The material I found most interesting was the lecture on translational science. I have perviously considered making a career of science writing (science journalism) because I think a major shortcoming of the scientific community is the failure to disseminate research findings in a meaningful way. COBE, The Well, and library services all VCU resources that strive to improve students’ performance by integrating health perspectives/knowledge. I think it’s critical that society begins to recognize that mental disorders, such as major depression, are physiological phenomenons similar to diseases.
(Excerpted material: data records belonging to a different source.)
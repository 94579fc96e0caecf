use std::fmt;
use std::str::FromStr;
use std::sync::atomic::{AtomicU64, Ordering};

use serde::{Deserialize, Serialize};
use vs_rendering::Point;

use crate::error::DrawingError;

/// Process-wide element id generator.
static NEXT_ELEMENT_ID: AtomicU64 = AtomicU64::new(1);

/// Stable element identity.
#[derive(Debug, Clone, Copy, PartialEq, Eq, Hash, PartialOrd, Ord, Serialize, Deserialize)]
#[serde(transparent)]
pub struct ElementId(pub u64);

impl ElementId {
    /// Allocate a fresh id.
    pub fn next() -> Self {
        ElementId(NEXT_ELEMENT_ID.fetch_add(1, Ordering::Relaxed))
    }

    pub fn get(self) -> u64 {
        self.0
    }
}

impl fmt::Display for ElementId {
    fn fmt(&self, f: &mut fmt::Formatter<'_>) -> fmt::Result {
        write!(f, "#{}", self.0)
    }
}

/// Element type discriminator.
#[derive(Debug, Clone, Copy, PartialEq, Eq, Hash, Serialize, Deserialize)]
#[serde(rename_all = "lowercase")]
pub enum ElementKind {
    Rectangle,
    Ellipse,
    Circle,
    Polygon,
    Image,
    Text,
    Path,
}

impl ElementKind {
    pub fn as_str(&self) -> &'static str {
        match self {
            ElementKind::Rectangle => "rectangle",
            ElementKind::Ellipse => "ellipse",
            ElementKind::Circle => "circle",
            ElementKind::Polygon => "polygon",
            ElementKind::Image => "image",
            ElementKind::Text => "text",
            ElementKind::Path => "path",
        }
    }

    /// Kinds defined by two opposite corners.
    pub fn is_box(&self) -> bool {
        matches!(
            self,
            ElementKind::Rectangle | ElementKind::Ellipse | ElementKind::Image
        )
    }

    /// Whether the outline encloses an area.
    pub fn is_closed(&self) -> bool {
        !matches!(self, ElementKind::Path)
    }

    /// Minimum number of defining points.
    pub fn min_points(&self) -> usize {
        match self {
            ElementKind::Text => 1,
            ElementKind::Rectangle
            | ElementKind::Ellipse
            | ElementKind::Circle
            | ElementKind::Image
            | ElementKind::Path => 2,
            ElementKind::Polygon => 3,
        }
    }
}

impl fmt::Display for ElementKind {
    fn fmt(&self, f: &mut fmt::Formatter<'_>) -> fmt::Result {
        f.write_str(self.as_str())
    }
}

impl FromStr for ElementKind {
    type Err = DrawingError;

    fn from_str(tag: &str) -> Result<Self, Self::Err> {
        match tag.trim().to_ascii_lowercase().as_str() {
            "rectangle" | "rect" => Ok(ElementKind::Rectangle),
            "ellipse" => Ok(ElementKind::Ellipse),
            "circle" => Ok(ElementKind::Circle),
            "polygon" => Ok(ElementKind::Polygon),
            "image" => Ok(ElementKind::Image),
            "text" => Ok(ElementKind::Text),
            "path" => Ok(ElementKind::Path),
            _ => Err(DrawingError::UnknownElementType(tag.to_string())),
        }
    }
}

/// Handle anchor around a box.
#[derive(Debug, Clone, Copy, PartialEq, Eq, Hash)]
pub enum HandleDirection {
    TopLeft,
    Top,
    TopRight,
    Right,
    BottomRight,
    Bottom,
    BottomLeft,
    Left,
    Rotate,
}

impl HandleDirection {
    pub const CORNERS: [HandleDirection; 4] = [
        HandleDirection::TopLeft,
        HandleDirection::TopRight,
        HandleDirection::BottomRight,
        HandleDirection::BottomLeft,
    ];

    pub const EDGES: [HandleDirection; 4] = [
        HandleDirection::Top,
        HandleDirection::Right,
        HandleDirection::Bottom,
        HandleDirection::Left,
    ];

    pub fn is_corner(&self) -> bool {
        Self::CORNERS.contains(self)
    }

    pub fn is_edge(&self) -> bool {
        Self::EDGES.contains(self)
    }

    /// Unit offset of the anchor from the box center, in box-local space.
    ///
    /// `(-1, -1)` is top-left; `0` on an axis means the anchor is centered on it.
    pub fn unit_offset(&self) -> (f64, f64) {
        match self {
            HandleDirection::TopLeft => (-1.0, -1.0),
            HandleDirection::Top => (0.0, -1.0),
            HandleDirection::TopRight => (1.0, -1.0),
            HandleDirection::Right => (1.0, 0.0),
            HandleDirection::BottomRight => (1.0, 1.0),
            HandleDirection::Bottom => (0.0, 1.0),
            HandleDirection::BottomLeft => (-1.0, 1.0),
            HandleDirection::Left => (-1.0, 0.0),
            HandleDirection::Rotate => (0.0, -1.0),
        }
    }
}

/// Keyboard modifiers held during a pointer event.
#[derive(Debug, Clone, Copy, PartialEq, Eq, Default)]
pub struct Modifiers {
    pub ctrl: bool,
    pub shift: bool,
}

impl Modifiers {
    /// Whether the click should add to or toggle the selection.
    pub fn is_additive(&self) -> bool {
        self.ctrl || self.shift
    }
}

/// One pointer event in both coordinate spaces.
#[derive(Debug, Clone, Copy, PartialEq, Default)]
pub struct PointerInput {
    pub screen: Point,
    pub world: Point,
    pub modifiers: Modifiers,
}
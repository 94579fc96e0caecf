pub mod defaults;
pub mod manager;
pub mod settings;

pub use manager::ConfigManager;
pub use settings::{HandleMode, Settings};
impl Element {
    /// Rebuild an element from a persisted model.
    pub fn from_model(
        id: ElementId,
        mut model: ElementModel,
        stage: &StageTransform,
    ) -> DrawingResult<Self> {
        model.validate()?;
        model.recompute_size();
        let derived = DerivedState::compute(&model, stage);
        Ok(Self {
            id,
            model,
            derived,
            stage: *stage,
        })
    }

    pub fn id(&self) -> ElementId {
        self.id
    }

    pub fn kind(&self) -> ElementKind {
        self.model.kind
    }

    pub fn model(&self) -> &ElementModel {
        &self.model
    }

    pub fn derived(&self) -> &DerivedState {
        &self.derived
    }

    pub fn path_points(&self) -> &[Point] {
        &self.derived.path_points
    }

    pub fn stage_path(&self) -> &[Point] {
        &self.derived.stage_path
    }

    pub fn rotation(&self) -> f64 {
        self.model.rotation
    }

    pub fn center(&self) -> Point {
        self.model.center()
    }

    /// World-axis-aligned bounds of the rotated outline.
    pub fn bounds(&self) -> Rectangle {
        Rectangle::enclosing(&self.derived.path_points).unwrap_or(Rectangle::ZERO)
    }

    fn refresh(&mut self) {
        self.derived = DerivedState::compute(&self.model, &self.stage);
    }

    /// Recompute derived state for a new stage transform.
    pub fn refresh_stage_points(&mut self, stage: &StageTransform) {
        self.stage = *stage;
        self.refresh();
    }

    /// Replace the model wholesale.
    pub fn set_model(&mut self, mut model: ElementModel) -> DrawingResult<()> {
        model.validate()?;
        model.recompute_size();
        self.model = model;
        self.refresh();
        Ok(())
    }

    /// Translate every model point by `offset`.
    pub fn transform(&mut self, offset: Point) {
        for p in &mut self.model.points {
            *p = *p + offset;
        }
        self.model.recompute_size();
        self.refresh();
    }

    /// Scale model points about `origin`. Text scales its font proportionally.
    pub fn scale(&mut self, origin: Point, sx: f64, sy: f64) {
        let scale_point = |p: Point| {
            Point::new(
                origin.x + (p.x - origin.x) * sx,
                origin.y + (p.y - origin.y) * sy,
            )
        };
        match self.model.kind {
            ElementKind::Circle => {
                if let [center, edge, ..] = self.model.points.as_mut_slice() {
                    let factor = (sx.abs() + sy.abs()) / 2.0;
                    let radius = *edge - *center;
                    *center = scale_point(*center);
                    *edge = *center + radius * factor;
                }
            }
            ElementKind::Text => {
                for p in &mut self.model.points {
                    *p = scale_point(*p);
                }
                let factor = (sx.abs() + sy.abs()) / 2.0;
                let mut font = self.model.style.font_or_default();
                font.size = (font.size * factor).max(defaults::MIN_FONT_SIZE);
                self.model.style.font = Some(font);
            }
            _ => {
                for p in &mut self.model.points {
                    *p = scale_point(*p);
                }
            }
        }
        self.model.recompute_size();
        self.refresh();
    }

    pub fn set_rotation(&mut self, degrees: f64) {
        self.model.rotation = geometry::normalize_degrees(degrees);
        self.refresh();
    }

    /// Rotate around `pivot`: the center orbits the pivot and the rotation accumulates.
    pub fn rotate_about(&mut self, pivot: Point, degrees: f64) {
        let center = self.center();
        let moved = center.rotate_around(pivot, degrees) - center;
        for p in &mut self.model.points {
            *p = *p + moved;
        }
        self.model.rotation = geometry::normalize_degrees(self.model.rotation + degrees);
        self.model.recompute_size();
        self.refresh();
    }

    pub fn set_style(&mut self, style: ElementStyle) {
        self.model.style = style;
        self.model.recompute_size();
        self.refresh();
    }

    /// Hit-test a world point. Closed kinds test their area and outline;
    /// paths test distance to the stroke.
    pub fn contains_point(&self, world: Point, tolerance: f64) -> bool {
        let outline = &self.derived.path_points;
        if self.model.kind.is_closed() {
            geometry::point_in_polygon(world, outline)
                || geometry::distance_to_polyline(world, outline, true) <= tolerance
        } else {
            let reach = tolerance + self.model.style.stroke_width / 2.0;
            geometry::distance_to_polyline(world, outline, false) <= reach
        }
    }
}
Adolescence is the age at which many genetic predispositions  most commonly emerge. I’m glad to be taking this course as a (super)senior because you can be retrospective of the undergraduate journey and reflect on my personal growth during this period. With age and counseling, I’ve become able to to better cope with/understand my mood states over the years. I’m eager to improve my well-being through the concepts we’re learning in this course..

I commented on the posts of Kyla Claiborne and Mosbysc.